I pushed the grumpy young woman for more information on cheaper accommodation. After much prodding she admitted that I may be able to stay in a private room of someone’s house. So we went over to a tour agency that books these private rooms. Another grumpy young woman with a pseudo-pretty diamond-edged angular face and bulging eyes told me that there was only one room available for a one night stay. And that it would cost an outrageous price. I argued with the funny faced woman over the price, left the office in disgust, and found myself in a cold, dark street with Chaya . . . pregnant, cold, and just wanting to find shelter.
I looked at Chaya, thought of the baby in her belly, and the worn out look on her face.
We took the private room in someone’s home for an outrageous price.

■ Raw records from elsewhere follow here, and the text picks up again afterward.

//! Ledger error types.

use chaintrain_core::{CanonicalizationError, ValidationError};
use thiserror::Error;

/// Errors from ledger operations.
#[derive(Error, Debug)]
pub enum LedgerError {
    /// The submission is incomplete or malformed.
    #[error("invalid ledger submission: {0}")]
    Validation(#[from] ValidationError),

    /// The ledger refused the submission.
    #[error("submission rejected: {0}")]
    Rejected(String),

    /// The ledger cannot be reached.
    #[error("ledger unavailable: {chain_id}")]
    Unavailable {
        /// Ledger identifier.
        chain_id: String,
    },

    /// No transaction with this digest.
    #[error("unknown transaction: {0}")]
    UnknownTransaction(String),

    /// The transaction failed after submission.
    #[error("transaction {tx} failed: {reason}")]
    TransactionFailed {
        /// Transaction digest.
        tx: String,
        /// Failure reason.
        reason: String,
    },

    /// Finality was not reached in time.
    #[error("transaction {tx} not final after {waited_ms}ms")]
    FinalityTimeout {
        /// Transaction digest.
        tx: String,
        /// How long the caller waited.
        waited_ms: u64,
    },

    /// A journal entry does not link to its predecessor.
    #[error("journal broken at sequence {sequence}: {reason}")]
    ChainBroken {
        /// Sequence of the offending entry.
        sequence: u64,
        /// What did not match.
        reason: String,
    },

    /// Canonicalization failed.
    #[error("canonicalization error: {0}")]
    Canonicalization(#[from] CanonicalizationError),

    /// Journal file could not be parsed.
    #[error("journal decode error: {0}")]
    Decode(#[from] serde_json::Error),

    /// Journal IO failed.
    #[error("journal io error: {0}")]
    Io(#[from] std::io::Error),
}

impl LedgerError {
    /// Whether the failure is on the ledger's side rather than the
    /// submission's.
    pub fn is_unavailable(&self) -> bool {
        matches!(
            self,
            Self::Unavailable { .. } | Self::FinalityTimeout { .. } | Self::Io(_)
        )
    }
}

After I angrily handed over three times the amount of money that such accommodation should have cost, we went to find the house that we would be staying at. We located it without difficulty, and were greeted by an old Hungarian woman who smiled big and squeaked as she spoke. There was not a common language between any of us, but the lady seemed genuinely happy to have us in her home. She seemed unable to stop smiling, squeaking, and welcoming us to her home. She showed us to our room. It was decorated like an old person’s room with an incredible glass menagerie stretching all the way down one wall, a small TV propped up on a rolly table in the middle of the floor, and paintings of little kids peeing and pulling their pants down.
It is really curious to me why old people the world over seem to like decorating their homes in pictures of little kids with their pants falling down.
Upon entering the old person room, both Chaya and I began laughing and forgot about the excess of money that we had paid to sleep there. I then watched Obama’s inauguration over the old lady’s shoulder in her living room, which prompted the old lady’s old husband to lead me away into my room to show me that there was a TV in the center of the floor.
Chaya and I laughed, and then spent a night fully closed up tight in an old lady’s home in the borderlands of Hungary.
Market in Szeged, Hungary on the border of Serbia and Romania.